═══ Supplied records
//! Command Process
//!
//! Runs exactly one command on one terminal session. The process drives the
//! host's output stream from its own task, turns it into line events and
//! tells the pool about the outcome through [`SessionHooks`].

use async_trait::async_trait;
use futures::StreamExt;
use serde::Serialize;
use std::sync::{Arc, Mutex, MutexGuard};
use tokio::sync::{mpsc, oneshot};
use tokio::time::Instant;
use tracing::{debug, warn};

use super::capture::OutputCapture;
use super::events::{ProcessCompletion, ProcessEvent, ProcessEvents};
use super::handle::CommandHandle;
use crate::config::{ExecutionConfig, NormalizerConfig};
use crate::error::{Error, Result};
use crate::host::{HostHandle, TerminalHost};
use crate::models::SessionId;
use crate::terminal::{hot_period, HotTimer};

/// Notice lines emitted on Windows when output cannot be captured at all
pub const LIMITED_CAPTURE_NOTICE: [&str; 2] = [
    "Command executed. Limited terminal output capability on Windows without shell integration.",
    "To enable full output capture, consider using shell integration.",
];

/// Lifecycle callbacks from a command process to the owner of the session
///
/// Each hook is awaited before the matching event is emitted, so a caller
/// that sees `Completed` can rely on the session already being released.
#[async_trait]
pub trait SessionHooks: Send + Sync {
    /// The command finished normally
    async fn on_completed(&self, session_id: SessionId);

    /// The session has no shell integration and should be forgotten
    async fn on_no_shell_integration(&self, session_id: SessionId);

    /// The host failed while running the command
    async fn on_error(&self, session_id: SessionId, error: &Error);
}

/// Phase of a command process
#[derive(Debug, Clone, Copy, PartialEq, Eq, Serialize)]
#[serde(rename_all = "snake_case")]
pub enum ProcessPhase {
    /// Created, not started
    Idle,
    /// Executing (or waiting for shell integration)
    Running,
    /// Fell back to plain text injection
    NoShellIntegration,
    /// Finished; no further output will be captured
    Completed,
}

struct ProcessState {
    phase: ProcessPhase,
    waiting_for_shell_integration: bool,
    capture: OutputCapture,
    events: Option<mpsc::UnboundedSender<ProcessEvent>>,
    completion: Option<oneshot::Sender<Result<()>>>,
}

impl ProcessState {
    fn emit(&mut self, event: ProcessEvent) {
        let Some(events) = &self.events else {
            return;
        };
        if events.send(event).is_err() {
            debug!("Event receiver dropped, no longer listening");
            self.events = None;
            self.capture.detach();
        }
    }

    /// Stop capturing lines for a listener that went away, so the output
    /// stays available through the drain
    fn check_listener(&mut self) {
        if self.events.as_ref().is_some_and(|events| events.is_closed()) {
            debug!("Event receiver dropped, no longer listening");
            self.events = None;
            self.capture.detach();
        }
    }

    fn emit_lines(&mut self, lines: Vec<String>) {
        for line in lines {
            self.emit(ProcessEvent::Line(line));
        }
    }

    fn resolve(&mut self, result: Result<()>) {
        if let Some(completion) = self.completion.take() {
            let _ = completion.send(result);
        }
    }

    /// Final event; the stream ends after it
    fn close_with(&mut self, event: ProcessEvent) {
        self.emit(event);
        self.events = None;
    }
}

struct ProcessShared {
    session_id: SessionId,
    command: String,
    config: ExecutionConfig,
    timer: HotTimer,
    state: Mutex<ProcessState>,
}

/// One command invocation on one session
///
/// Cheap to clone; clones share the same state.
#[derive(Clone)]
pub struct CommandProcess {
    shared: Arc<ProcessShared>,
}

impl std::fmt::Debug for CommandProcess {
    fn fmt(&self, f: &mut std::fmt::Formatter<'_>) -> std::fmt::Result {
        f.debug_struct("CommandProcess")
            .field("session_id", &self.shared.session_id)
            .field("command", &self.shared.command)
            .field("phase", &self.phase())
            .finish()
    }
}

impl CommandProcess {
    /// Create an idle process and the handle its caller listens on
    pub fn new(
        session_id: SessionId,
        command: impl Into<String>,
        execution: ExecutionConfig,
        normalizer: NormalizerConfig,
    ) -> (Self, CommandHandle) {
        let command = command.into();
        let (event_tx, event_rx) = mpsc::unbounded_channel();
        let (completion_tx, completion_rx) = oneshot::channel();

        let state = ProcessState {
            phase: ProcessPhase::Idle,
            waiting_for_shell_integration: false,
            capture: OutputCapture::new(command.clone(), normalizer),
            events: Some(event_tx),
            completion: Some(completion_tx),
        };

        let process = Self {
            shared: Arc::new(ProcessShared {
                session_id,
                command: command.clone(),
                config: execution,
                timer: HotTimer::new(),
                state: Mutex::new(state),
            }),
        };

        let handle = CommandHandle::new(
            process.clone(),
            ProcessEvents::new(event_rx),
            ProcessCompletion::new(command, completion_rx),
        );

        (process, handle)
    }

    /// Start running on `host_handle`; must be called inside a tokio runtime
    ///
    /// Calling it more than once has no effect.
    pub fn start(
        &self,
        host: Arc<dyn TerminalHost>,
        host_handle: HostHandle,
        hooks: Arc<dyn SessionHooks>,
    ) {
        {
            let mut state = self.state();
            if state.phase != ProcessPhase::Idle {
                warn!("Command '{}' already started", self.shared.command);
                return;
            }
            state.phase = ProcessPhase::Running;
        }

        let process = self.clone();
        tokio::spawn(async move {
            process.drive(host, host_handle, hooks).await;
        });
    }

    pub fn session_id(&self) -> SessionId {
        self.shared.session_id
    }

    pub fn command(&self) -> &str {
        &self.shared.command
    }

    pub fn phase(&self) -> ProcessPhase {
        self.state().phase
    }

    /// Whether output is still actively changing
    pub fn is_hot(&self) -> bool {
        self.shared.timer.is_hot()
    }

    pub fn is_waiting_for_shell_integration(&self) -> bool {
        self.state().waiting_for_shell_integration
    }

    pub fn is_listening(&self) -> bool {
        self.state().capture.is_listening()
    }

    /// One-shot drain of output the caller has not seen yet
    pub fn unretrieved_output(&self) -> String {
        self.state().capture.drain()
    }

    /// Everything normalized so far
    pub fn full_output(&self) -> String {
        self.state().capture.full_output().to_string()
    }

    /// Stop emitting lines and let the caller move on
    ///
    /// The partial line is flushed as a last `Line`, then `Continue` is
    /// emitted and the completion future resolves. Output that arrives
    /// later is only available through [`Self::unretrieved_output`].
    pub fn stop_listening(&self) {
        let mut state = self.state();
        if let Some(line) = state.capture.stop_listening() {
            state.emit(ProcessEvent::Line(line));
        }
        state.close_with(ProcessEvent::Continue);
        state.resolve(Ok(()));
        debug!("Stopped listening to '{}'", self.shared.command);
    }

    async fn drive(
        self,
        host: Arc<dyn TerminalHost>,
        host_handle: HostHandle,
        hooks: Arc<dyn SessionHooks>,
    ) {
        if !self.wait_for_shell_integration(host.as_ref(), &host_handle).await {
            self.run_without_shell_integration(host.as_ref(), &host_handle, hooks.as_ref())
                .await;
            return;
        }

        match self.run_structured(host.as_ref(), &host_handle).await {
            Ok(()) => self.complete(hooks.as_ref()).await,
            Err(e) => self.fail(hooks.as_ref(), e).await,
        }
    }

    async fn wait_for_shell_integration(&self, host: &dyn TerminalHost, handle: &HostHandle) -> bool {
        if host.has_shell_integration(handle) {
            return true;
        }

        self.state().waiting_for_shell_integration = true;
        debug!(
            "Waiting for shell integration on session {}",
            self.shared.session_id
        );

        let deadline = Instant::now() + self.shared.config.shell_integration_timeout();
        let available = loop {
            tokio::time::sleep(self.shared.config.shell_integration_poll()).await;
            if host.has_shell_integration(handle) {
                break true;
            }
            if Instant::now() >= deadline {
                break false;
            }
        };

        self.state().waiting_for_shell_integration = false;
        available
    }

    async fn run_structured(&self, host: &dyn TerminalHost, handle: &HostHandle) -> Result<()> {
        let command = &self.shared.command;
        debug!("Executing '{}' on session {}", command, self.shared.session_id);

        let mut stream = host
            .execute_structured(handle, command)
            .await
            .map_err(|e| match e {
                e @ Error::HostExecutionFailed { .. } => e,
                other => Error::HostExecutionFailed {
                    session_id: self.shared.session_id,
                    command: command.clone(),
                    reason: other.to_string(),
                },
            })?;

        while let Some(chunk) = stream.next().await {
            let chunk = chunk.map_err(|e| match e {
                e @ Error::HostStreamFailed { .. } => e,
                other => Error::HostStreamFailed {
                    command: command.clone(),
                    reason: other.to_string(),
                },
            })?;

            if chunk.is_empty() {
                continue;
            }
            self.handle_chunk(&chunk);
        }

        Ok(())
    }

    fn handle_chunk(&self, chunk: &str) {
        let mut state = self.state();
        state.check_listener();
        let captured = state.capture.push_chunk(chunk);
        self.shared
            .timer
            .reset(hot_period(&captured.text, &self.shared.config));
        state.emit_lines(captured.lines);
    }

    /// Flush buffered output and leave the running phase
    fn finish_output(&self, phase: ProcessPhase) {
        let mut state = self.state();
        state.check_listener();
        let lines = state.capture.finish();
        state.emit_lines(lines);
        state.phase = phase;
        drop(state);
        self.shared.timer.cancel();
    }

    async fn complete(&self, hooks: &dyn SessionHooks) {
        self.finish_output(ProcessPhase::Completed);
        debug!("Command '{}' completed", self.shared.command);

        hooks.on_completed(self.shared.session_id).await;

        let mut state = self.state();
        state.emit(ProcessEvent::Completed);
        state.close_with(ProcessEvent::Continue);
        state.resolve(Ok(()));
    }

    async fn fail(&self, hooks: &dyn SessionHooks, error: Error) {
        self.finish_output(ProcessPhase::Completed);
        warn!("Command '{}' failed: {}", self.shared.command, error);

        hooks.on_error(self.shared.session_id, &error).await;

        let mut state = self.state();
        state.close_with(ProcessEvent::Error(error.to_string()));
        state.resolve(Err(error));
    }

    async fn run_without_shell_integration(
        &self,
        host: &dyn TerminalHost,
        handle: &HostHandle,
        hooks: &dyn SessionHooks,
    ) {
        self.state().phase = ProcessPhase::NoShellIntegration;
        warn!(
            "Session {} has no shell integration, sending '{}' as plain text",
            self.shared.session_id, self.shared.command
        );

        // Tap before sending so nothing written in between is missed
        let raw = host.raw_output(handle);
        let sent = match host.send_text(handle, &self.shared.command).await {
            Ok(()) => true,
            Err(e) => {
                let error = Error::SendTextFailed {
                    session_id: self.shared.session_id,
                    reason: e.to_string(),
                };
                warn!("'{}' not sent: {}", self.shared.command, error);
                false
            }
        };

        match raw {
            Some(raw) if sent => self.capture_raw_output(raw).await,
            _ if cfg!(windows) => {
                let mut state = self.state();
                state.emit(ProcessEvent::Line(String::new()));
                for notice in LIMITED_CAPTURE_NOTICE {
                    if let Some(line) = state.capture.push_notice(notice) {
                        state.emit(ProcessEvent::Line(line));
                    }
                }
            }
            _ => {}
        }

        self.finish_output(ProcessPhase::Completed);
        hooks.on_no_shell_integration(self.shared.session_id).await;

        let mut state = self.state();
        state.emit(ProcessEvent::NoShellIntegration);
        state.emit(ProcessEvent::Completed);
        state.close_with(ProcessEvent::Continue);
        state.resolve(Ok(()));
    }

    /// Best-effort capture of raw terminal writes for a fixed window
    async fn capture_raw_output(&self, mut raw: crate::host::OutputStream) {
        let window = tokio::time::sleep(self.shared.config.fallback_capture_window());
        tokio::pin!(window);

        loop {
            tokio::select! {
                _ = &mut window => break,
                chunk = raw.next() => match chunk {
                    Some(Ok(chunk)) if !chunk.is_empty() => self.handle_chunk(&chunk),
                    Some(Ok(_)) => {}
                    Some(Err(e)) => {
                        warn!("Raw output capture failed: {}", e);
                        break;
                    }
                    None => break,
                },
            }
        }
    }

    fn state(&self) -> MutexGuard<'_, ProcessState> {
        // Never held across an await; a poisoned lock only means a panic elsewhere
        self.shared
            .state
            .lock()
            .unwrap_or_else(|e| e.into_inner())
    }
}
══════
═══ Supplied records
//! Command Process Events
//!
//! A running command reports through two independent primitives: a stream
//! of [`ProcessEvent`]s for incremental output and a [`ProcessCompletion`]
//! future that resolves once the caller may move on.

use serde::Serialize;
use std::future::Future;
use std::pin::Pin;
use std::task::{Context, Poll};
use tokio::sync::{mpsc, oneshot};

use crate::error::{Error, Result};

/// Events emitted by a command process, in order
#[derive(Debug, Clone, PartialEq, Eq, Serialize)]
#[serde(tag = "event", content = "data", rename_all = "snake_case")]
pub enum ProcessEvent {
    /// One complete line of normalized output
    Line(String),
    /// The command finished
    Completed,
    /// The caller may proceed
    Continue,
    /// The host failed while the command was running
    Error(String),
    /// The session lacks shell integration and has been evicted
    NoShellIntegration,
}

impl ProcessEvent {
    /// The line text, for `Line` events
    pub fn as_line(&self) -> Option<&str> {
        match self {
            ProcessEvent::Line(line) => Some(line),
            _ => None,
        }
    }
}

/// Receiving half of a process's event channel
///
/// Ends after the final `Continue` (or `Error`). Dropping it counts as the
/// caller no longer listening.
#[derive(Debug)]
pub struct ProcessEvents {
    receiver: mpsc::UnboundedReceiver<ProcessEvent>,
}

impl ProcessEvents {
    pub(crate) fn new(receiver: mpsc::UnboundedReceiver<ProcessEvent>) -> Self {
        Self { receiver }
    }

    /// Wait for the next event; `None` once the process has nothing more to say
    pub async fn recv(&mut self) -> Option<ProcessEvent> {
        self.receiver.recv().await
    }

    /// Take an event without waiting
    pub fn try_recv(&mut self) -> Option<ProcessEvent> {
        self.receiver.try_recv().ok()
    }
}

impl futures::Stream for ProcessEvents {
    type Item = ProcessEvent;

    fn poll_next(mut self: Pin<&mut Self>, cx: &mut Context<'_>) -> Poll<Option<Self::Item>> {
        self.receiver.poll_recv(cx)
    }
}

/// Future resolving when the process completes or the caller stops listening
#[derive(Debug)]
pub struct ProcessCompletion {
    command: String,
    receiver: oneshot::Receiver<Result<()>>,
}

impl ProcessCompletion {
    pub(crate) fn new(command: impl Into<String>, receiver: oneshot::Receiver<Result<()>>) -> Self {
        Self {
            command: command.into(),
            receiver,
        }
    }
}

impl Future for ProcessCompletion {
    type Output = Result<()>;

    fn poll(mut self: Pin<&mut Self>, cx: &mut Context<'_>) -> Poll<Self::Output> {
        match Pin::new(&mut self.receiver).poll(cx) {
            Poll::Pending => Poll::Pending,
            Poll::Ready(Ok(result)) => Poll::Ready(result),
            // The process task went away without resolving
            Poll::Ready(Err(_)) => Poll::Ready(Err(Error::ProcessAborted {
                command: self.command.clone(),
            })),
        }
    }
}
══════
> _What the exercise asks_
All lines above that include the word "Executing" must be copied into the answer.

> _Task output_
    /// Executing (or waiting for shell integration)
        debug!("Executing '{}' on session {}", command, self.shared.session_id);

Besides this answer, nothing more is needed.